Fast forward ten years into the future and the world is probably a bit different.  Unfortunately, flying cars will most likely still not exist and hover-boards will still be the coolest toy ever invented but not actually manufactured.  However, one prediction of the future seemingly coming to fruition within in the next decade is the possibility of starting a human settlement on another planet.  Behind this endeavor is the non-profit Mars One organization based in the Netherlands and originally created by Bas Lansdorp and Arno Wielders.  Set to finish by 2027, the organization is aiming to land the first humans on Mars and establish a small colony of people on the planet.

The Mars One mission already has several steps in progress ranging from astronaut selection and eligibility tests, to funding and expense planning, to the science and technology behind the project.  The application process for potential Mars One colonials, those selected to actually inhabit mars, involved videos, letters, and resumes in addition to general information required for normal job applications.  Because this mission is a one way trip, Mars One is looking for the candidates most passionate about the mission who will be able to thrive on Mars for the remainder of their lives. There was an estimated 2,761 applicants from many different countries that were then interviewed further and narrowed down to about 1,058 people. In the past year or so that number was trimmed due to health issues and personal reflection about never returning to Earth, which left Mars One with a group of 353 qualified men and women.  This year one more cut has been made, leaving the pool of potential Mars-goers at 100, evenly split with 50 women and 50 men.  The majority of the one hundred candidates originate from the United States, Britain, and Asia, but some originate from Africa and Oceania.  The average trend depicts most recruits as under the age of thirty-six with well-educated backgrounds.
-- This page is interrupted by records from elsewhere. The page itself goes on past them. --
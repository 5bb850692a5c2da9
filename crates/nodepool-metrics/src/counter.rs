//! Untaint event counter — tracks attempted reclaims per node group.
//!
//! Uses atomics for the counter values and an `RwLock` around the group
//! map, so increments for already-known groups only take a read lock.

use std::collections::HashMap;
use std::sync::atomic::{AtomicU64, Ordering};
use std::sync::{PoisonError, RwLock};

use tracing::debug;

/// Counter-increment capability used by the scale-up path.
pub trait MetricsSink: Send + Sync {
    /// Add `count` to `nodegroup_untaint_event_total{nodegroup}`.
    fn record_untaint_events(&self, nodegroup: &str, count: u64);
}

/// In-process monotonic counter keyed by node group name.
#[derive(Debug, Default)]
pub struct UntaintEventCounter {
    totals: RwLock<HashMap<String, AtomicU64>>,
}

impl UntaintEventCounter {
    pub fn new() -> Self {
        Self::default()
    }

    /// Current value for one group (0 if never incremented).
    pub fn get(&self, nodegroup: &str) -> u64 {
        let totals = self.totals.read().unwrap_or_else(PoisonError::into_inner);
        totals
            .get(nodegroup)
            .map(|c| c.load(Ordering::Relaxed))
            .unwrap_or(0)
    }

    /// All counter values, sorted by group name.
    pub fn totals(&self) -> Vec<(String, u64)> {
        let totals = self.totals.read().unwrap_or_else(PoisonError::into_inner);
        let mut out: Vec<(String, u64)> = totals
            .iter()
            .map(|(name, c)| (name.clone(), c.load(Ordering::Relaxed)))
            .collect();
        out.sort_by(|a, b| a.0.cmp(&b.0));
        out
    }
}

impl MetricsSink for UntaintEventCounter {
    fn record_untaint_events(&self, nodegroup: &str, count: u64) {
        {
            let totals = self.totals.read().unwrap_or_else(PoisonError::into_inner);
            if let Some(c) = totals.get(nodegroup) {
                c.fetch_add(count, Ordering::Relaxed);
                return;
            }
        }

        let mut totals = self.totals.write().unwrap_or_else(PoisonError::into_inner);
        totals
            .entry(nodegroup.to_string())
            .or_insert_with(|| AtomicU64::new(0))
            .fetch_add(count, Ordering::Relaxed);
        debug!(%nodegroup, "registered untaint event counter");
    }
}
//! Quarantine mutators — the only place a reclaim touches anything.
//!
//! A node group picks one mutator when it is built. The cluster mutator
//! talks to the node API; the dry-run mutator edits an in-memory list of
//! node names that mirrors what the cluster would look like had the
//! quarantine and reclaim actions really been applied.

use std::collections::{HashMap, HashSet};
use std::sync::{Arc, Mutex, MutexGuard, PoisonError};

use tracing::{debug, info};

use nodepool_core::{Node, NodeName};

use crate::error::{QuarantineError, QuarantineResult};

/// Result of asking a mutator to reclaim one node.
#[derive(Debug, Clone, PartialEq, Eq)]
pub enum ReclaimOutcome {
    /// The marker is gone; carries the updated node.
    Reclaimed(Node),
    /// Nothing to do for this node; it does not count as reclaimed.
    Skipped,
}

/// Removes the quarantine marker from a single node.
pub trait QuarantineMutator: Send {
    /// Whether this mutator only simulates changes.
    fn dry_mode(&self) -> bool;

    /// Reclaim one node. An `Err` means this node failed and nothing else.
    fn remove_marker(&mut self, node: &Node) -> QuarantineResult<ReclaimOutcome>;

    /// Record a simulated quarantine. Returns `true` if newly tracked.
    fn track(&mut self, _name: &str) -> bool {
        false
    }

    /// Names considered quarantined by the simulation, oldest entry first.
    fn tracked(&self) -> &[NodeName] {
        &[]
    }
}

// ── Node API ──────────────────────────────────────────────────────

/// Cluster-side node mutation capability.
pub trait NodeApi: Send + Sync {
    /// Remove the quarantine taint and return the updated node.
    fn remove_quarantine_taint(&self, node: &Node) -> QuarantineResult<Node>;
}

#[derive(Debug, Default)]
struct NodeStore {
    nodes: HashMap<NodeName, Node>,
    failing: HashSet<NodeName>,
    calls: Vec<NodeName>,
}

/// Node API over an in-memory node table.
///
/// Backs the daemon's simulated cluster and tests. Individual nodes can
/// be set to fail so partial-failure behaviour can be exercised.
#[derive(Debug, Default)]
pub struct InMemoryNodeApi {
    store: Mutex<NodeStore>,
}

impl InMemoryNodeApi {
    pub fn new(nodes: impl IntoIterator<Item = Node>) -> Self {
        let api = Self::default();
        api.upsert_all(nodes);
        api
    }

    /// Insert or replace nodes by name.
    pub fn upsert_all(&self, nodes: impl IntoIterator<Item = Node>) {
        let mut store = self.lock();
        for node in nodes {
            store.nodes.insert(node.name.clone(), node);
        }
    }

    /// Make every call for `name` fail.
    pub fn fail_node(&self, name: &str) {
        self.lock().failing.insert(name.to_string());
    }

    pub fn node(&self, name: &str) -> Option<Node> {
        self.lock().nodes.get(name).cloned()
    }

    /// Node names passed to `remove_quarantine_taint`, in call order.
    pub fn calls(&self) -> Vec<NodeName> {
        self.lock().calls.clone()
    }

    fn lock(&self) -> MutexGuard<'_, NodeStore> {
        self.store.lock().unwrap_or_else(PoisonError::into_inner)
    }
}

impl NodeApi for InMemoryNodeApi {
    fn remove_quarantine_taint(&self, node: &Node) -> QuarantineResult<Node> {
        let mut store = self.lock();
        store.calls.push(node.name.clone());

        if store.failing.contains(&node.name) {
            return Err(QuarantineError::NodeApi {
                node: node.name.clone(),
                reason: "injected failure".to_string(),
            });
        }

        let stored = store
            .nodes
            .get_mut(&node.name)
            .ok_or_else(|| QuarantineError::NodeApi {
                node: node.name.clone(),
                reason: "node not found".to_string(),
            })?;

        if !stored.clear_quarantine() {
            return Err(QuarantineError::MarkerMissing(node.name.clone()));
        }
        Ok(stored.clone())
    }
}

// ── Mutators ──────────────────────────────────────────────────────

/// Mutator that issues real node API calls.
pub struct ClusterQuarantineMutator {
    api: Arc<dyn NodeApi>,
}

impl ClusterQuarantineMutator {
    pub fn new(api: Arc<dyn NodeApi>) -> Self {
        Self { api }
    }
}

impl QuarantineMutator for ClusterQuarantineMutator {
    fn dry_mode(&self) -> bool {
        false
    }

    fn remove_marker(&mut self, node: &Node) -> QuarantineResult<ReclaimOutcome> {
        if !node.is_quarantined() {
            debug!(node = %node.name, "node has no quarantine marker, skipping");
            return Ok(ReclaimOutcome::Skipped);
        }

        info!(drymode = false, node = %node.name, "untainting node");
        let updated = self.api.remove_quarantine_taint(node)?;
        Ok(ReclaimOutcome::Reclaimed(updated))
    }
}

/// Mutator that only edits the simulated quarantine tracker.
#[derive(Debug, Default)]
pub struct DryRunQuarantineMutator {
    tracker: Vec<NodeName>,
}

impl DryRunQuarantineMutator {
    pub fn new() -> Self {
        Self::default()
    }
}

impl QuarantineMutator for DryRunQuarantineMutator {
    fn dry_mode(&self) -> bool {
        true
    }

    fn remove_marker(&mut self, node: &Node) -> QuarantineResult<ReclaimOutcome> {
        let Some(pos) = self.tracker.iter().position(|name| *name == node.name) else {
            debug!(node = %node.name, "node not in taint tracker, skipping");
            return Ok(ReclaimOutcome::Skipped);
        };

        self.tracker.remove(pos);
        info!(drymode = true, node = %node.name, "untainting node");

        let mut updated = node.clone();
        updated.clear_quarantine();
        Ok(ReclaimOutcome::Reclaimed(updated))
    }

    fn track(&mut self, name: &str) -> bool {
        if self.tracker.iter().any(|n| n == name) {
            return false;
        }
        self.tracker.push(name.to_string());
        true
    }

    fn tracked(&self) -> &[NodeName] {
        &self.tracker
    }
}

#[cfg(test)]
mod tests {
    use super::*;

    fn quarantined(name: &str, created_at: u64) -> Node {
        Node::new(name, created_at).quarantined(created_at + 10)
    }

    #[test]
    fn cluster_mutator_removes_marker_via_api() {
        let node = quarantined("a", 1);
        let api = Arc::new(InMemoryNodeApi::new([node.clone()]));
        let mut mutator = ClusterQuarantineMutator::new(api.clone());

        let outcome = mutator.remove_marker(&node).unwrap();
        assert_eq!(outcome, ReclaimOutcome::Reclaimed(Node::new("a", 1)));
        assert!(!api.node("a").unwrap().is_quarantined());
        assert_eq!(api.calls(), vec!["a".to_string()]);
    }

    #[test]
    fn cluster_mutator_skips_unmarked_node_without_calling_api() {
        let node = Node::new("a", 1);
        let api = Arc::new(InMemoryNodeApi::new([node.clone()]));
        let mut mutator = ClusterQuarantineMutator::new(api.clone());

        assert_eq!(mutator.remove_marker(&node).unwrap(), ReclaimOutcome::Skipped);
        assert!(api.calls().is_empty());
    }

    #[test]
    fn cluster_mutator_surfaces_api_failure() {
        let node = quarantined("a", 1);
        let api = Arc::new(InMemoryNodeApi::new([node.clone()]));
        api.fail_node("a");
        let mut mutator = ClusterQuarantineMutator::new(api.clone());

        let err = mutator.remove_marker(&node).unwrap_err();
        assert!(matches!(err, QuarantineError::NodeApi { node, .. } if node == "a"));
        assert!(api.node("a").unwrap().is_quarantined());
    }

    #[test]
    fn in_memory_api_reports_unknown_node() {
        let api = InMemoryNodeApi::default();
        let err = api.remove_quarantine_taint(&quarantined("ghost", 1)).unwrap_err();
        assert!(matches!(err, QuarantineError::NodeApi { reason, .. } if reason == "node not found"));
    }

    #[test]
    fn in_memory_api_rejects_already_clean_node() {
        let api = InMemoryNodeApi::new([Node::new("a", 1)]);
        let err = api.remove_quarantine_taint(&quarantined("a", 1)).unwrap_err();
        assert_eq!(err, QuarantineError::MarkerMissing("a".to_string()));
    }

    #[test]
    fn dry_run_reclaims_tracked_node_once() {
        let mut mutator = DryRunQuarantineMutator::new();
        assert!(mutator.track("a"));
        assert!(mutator.track("b"));

        let node = quarantined("a", 1);
        let outcome = mutator.remove_marker(&node).unwrap();
        assert_eq!(outcome, ReclaimOutcome::Reclaimed(Node::new("a", 1)));
        assert_eq!(mutator.tracked(), ["b".to_string()]);

        // Second attempt on the same identifier is a silent no-op.
        assert_eq!(mutator.remove_marker(&node).unwrap(), ReclaimOutcome::Skipped);
        assert_eq!(mutator.tracked(), ["b".to_string()]);
    }

    #[test]
    fn dry_run_skips_untracked_node() {
        let mut mutator = DryRunQuarantineMutator::new();
        mutator.track("b");

        let outcome = mutator.remove_marker(&quarantined("a", 1)).unwrap();
        assert_eq!(outcome, ReclaimOutcome::Skipped);
        assert_eq!(mutator.tracked().len(), 1);
    }

    #[test]
    fn dry_run_track_is_idempotent() {
        let mut mutator = DryRunQuarantineMutator::new();
        assert!(mutator.track("a"));
        assert!(!mutator.track("a"));
        assert_eq!(mutator.tracked().len(), 1);
    }

    #[test]
    fn cluster_mutator_has_no_tracker() {
        let mut mutator = ClusterQuarantineMutator::new(Arc::new(InMemoryNodeApi::default()));
        assert!(!mutator.dry_mode());
        assert!(!mutator.track("a"));
        assert!(mutator.tracked().is_empty());
    }
}
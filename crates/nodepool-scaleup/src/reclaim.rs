//! Reclaimer — returns quarantined nodes to service, newest first.

use tracing::{error, info, warn};

use nodepool_core::Node;
use nodepool_metrics::MetricsSink;

use crate::group::NodeGroupState;
use crate::quarantine::ReclaimOutcome;

/// Reclaim up to `target` of `quarantined`, newest node first.
///
/// Candidates are ordered by creation time descending; ties keep their
/// input order. Each reclaim is independent: a failed node is logged and
/// skipped. Returns the reclaimed nodes in the order they were reclaimed.
///
/// The untaint event counter is bumped by `target` (attempts, not
/// successes) before any node is touched.
pub fn reclaim_newest(
    group: &mut NodeGroupState,
    quarantined: &[Node],
    target: usize,
    metrics: &dyn MetricsSink,
) -> Vec<Node> {
    let nodegroup = group.name().to_string();

    if quarantined.is_empty() {
        warn!(%nodegroup, "there are no tainted nodes to untaint");
        return Vec::new();
    }

    info!(%nodegroup, target, "scaling up: trying to untaint tainted nodes");
    metrics.record_untaint_events(&nodegroup, target as u64);

    let mut candidates: Vec<&Node> = quarantined.iter().collect();
    // `sort_by` is stable, so equal timestamps keep their input order.
    candidates.sort_by(|a, b| b.created_at.cmp(&a.created_at));

    let mutator = group.mutator_mut();
    let dry_mode = mutator.dry_mode();
    let mut reclaimed = Vec::with_capacity(target.min(candidates.len()));

    for node in candidates {
        if reclaimed.len() >= target {
            break;
        }

        match mutator.remove_marker(node) {
            Ok(ReclaimOutcome::Reclaimed(updated)) => reclaimed.push(updated),
            Ok(ReclaimOutcome::Skipped) => {}
            Err(e) => {
                error!(
                    %nodegroup,
                    drymode = dry_mode,
                    node = %node.name,
                    error = %e,
                    "failed to untaint node"
                );
            }
        }
    }

    info!(%nodegroup, untainted = reclaimed.len(), "untainted nodes");
    reclaimed
}

#[cfg(test)]
mod tests {
    use super::*;
    use std::sync::Arc;

    use nodepool_cloud::InMemoryGateway;
    use nodepool_core::NodeGroupOptions;
    use nodepool_metrics::UntaintEventCounter;

    use crate::quarantine::InMemoryNodeApi;

    fn quarantined(name: &str, created_at: u64) -> Node {
        Node::new(name, created_at).quarantined(created_at + 1)
    }

    fn group(dry_mode: bool, api: Arc<InMemoryNodeApi>) -> NodeGroupState {
        NodeGroupState::new(
            NodeGroupOptions {
                name: "shared".to_string(),
                min_nodes: 0,
                max_nodes: 10,
                dry_mode,
            },
            Arc::new(InMemoryGateway::new(0, 10)),
            api,
        )
    }

    fn names(nodes: &[Node]) -> Vec<&str> {
        nodes.iter().map(|n| n.name.as_str()).collect()
    }

    #[test]
    fn empty_quarantine_list_reclaims_nothing() {
        let metrics = UntaintEventCounter::new();
        let mut group = group(false, Arc::new(InMemoryNodeApi::default()));

        let reclaimed = reclaim_newest(&mut group, &[], 3, &metrics);
        assert!(reclaimed.is_empty());
        // No batch started, so no attempts recorded.
        assert!(metrics.totals().is_empty());
    }

    #[test]
    fn newest_first_with_stable_ties() {
        let now = 1_000;
        let nodes = vec![
            quarantined("pos0", now - 1),
            quarantined("pos1", now - 3),
            quarantined("pos2", now - 2),
        ];
        let api = Arc::new(InMemoryNodeApi::new(nodes.clone()));
        let mut group = group(false, api);

        let reclaimed = reclaim_newest(&mut group, &nodes, 2, &UntaintEventCounter::new());
        assert_eq!(names(&reclaimed), ["pos0", "pos2"]);
    }

    #[test]
    fn equal_timestamps_keep_input_order() {
        let nodes = vec![
            quarantined("first", 5),
            quarantined("second", 5),
            quarantined("third", 5),
        ];
        let api = Arc::new(InMemoryNodeApi::new(nodes.clone()));
        let mut group = group(false, api);

        let reclaimed = reclaim_newest(&mut group, &nodes, 2, &UntaintEventCounter::new());
        assert_eq!(names(&reclaimed), ["first", "second"]);
    }

    #[test]
    fn failed_node_is_skipped_and_batch_continues() {
        let nodes = vec![
            quarantined("newest", 30),
            quarantined("middle", 20),
            quarantined("oldest", 10),
        ];
        let api = Arc::new(InMemoryNodeApi::new(nodes.clone()));
        api.fail_node("newest");
        let mut group = group(false, api.clone());

        let reclaimed = reclaim_newest(&mut group, &nodes, 3, &UntaintEventCounter::new());
        assert_eq!(names(&reclaimed), ["middle", "oldest"]);
        assert!(reclaimed.iter().all(|n| !n.is_quarantined()));
        assert!(api.node("newest").unwrap().is_quarantined());
    }

    #[test]
    fn failure_lets_next_candidate_fill_target() {
        let nodes = vec![
            quarantined("a", 30),
            quarantined("b", 20),
            quarantined("c", 10),
        ];
        let api = Arc::new(InMemoryNodeApi::new(nodes.clone()));
        api.fail_node("a");
        let mut group = group(false, api.clone());

        let reclaimed = reclaim_newest(&mut group, &nodes, 2, &UntaintEventCounter::new());
        assert_eq!(names(&reclaimed), ["b", "c"]);
        assert_eq!(api.calls(), ["a", "b", "c"]);
    }

    #[test]
    fn stops_at_target() {
        let nodes = vec![quarantined("a", 3), quarantined("b", 2), quarantined("c", 1)];
        let api = Arc::new(InMemoryNodeApi::new(nodes.clone()));
        let mut group = group(false, api.clone());

        let reclaimed = reclaim_newest(&mut group, &nodes, 1, &UntaintEventCounter::new());
        assert_eq!(names(&reclaimed), ["a"]);
        assert_eq!(api.calls(), ["a"]);
    }

    #[test]
    fn metric_counts_attempts_not_successes() {
        let nodes = vec![quarantined("a", 2), quarantined("b", 1)];
        let api = Arc::new(InMemoryNodeApi::new(nodes.clone()));
        api.fail_node("a");
        let metrics = UntaintEventCounter::new();
        let mut group = group(false, api);

        let reclaimed = reclaim_newest(&mut group, &nodes, 5, &metrics);
        assert_eq!(reclaimed.len(), 1);
        assert_eq!(metrics.get("shared"), 5);
    }

    #[test]
    fn dry_run_only_reclaims_tracked_nodes() {
        let nodes = vec![quarantined("a", 3), quarantined("b", 2), quarantined("c", 1)];
        let api = Arc::new(InMemoryNodeApi::new(nodes.clone()));
        let mut group = group(true, api.clone());
        group.simulate_quarantine("b");
        group.simulate_quarantine("c");

        let reclaimed = reclaim_newest(&mut group, &nodes, 3, &UntaintEventCounter::new());
        assert_eq!(names(&reclaimed), ["b", "c"]);
        assert!(group.quarantine_tracker().is_empty());
        // Nothing reached the node API.
        assert!(api.calls().is_empty());
        assert!(api.node("b").unwrap().is_quarantined());
    }
}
Funding for the mission initially started with the application fee from potential astronauts, and has now evolved to include sources like reality TV, sponsors, and donation drives. Through Merchandise the group states they have made around $795,185 as of February 2014, and additionally have used crowdfunding to gain money for their activities. The biggest need for funding and donation support is in the design concepts, with travel and other expenses being considered after.

The timeline for the mission is also continuously being altered to keep up to date with progress.  By 2022 a rover will scope out the land on Mars and choose an inhabitable and easily accessible landscape for the future settlement.  By 2024 the cargo will be launched, and given all things according to plan, the first module spacecraft containing four astronauts will launch to begin colonization in 2026. Finally by 2027 that module will arrive on Mars and the first colonists will be taken to the settlement.

Recently the project has been under attack, receiving accusations that it is a scam on the account that a $6 billion budget is almost impossible given the resources needed for such an advanced project. There have also been questions of social and moral implications of sending humans to Mars with no intent to bring them back.  As enticing as the project sounds, until physical evidence and information of the legitimacy of the Mars One mission is explained, the jury is out on whether man will make this next great leap.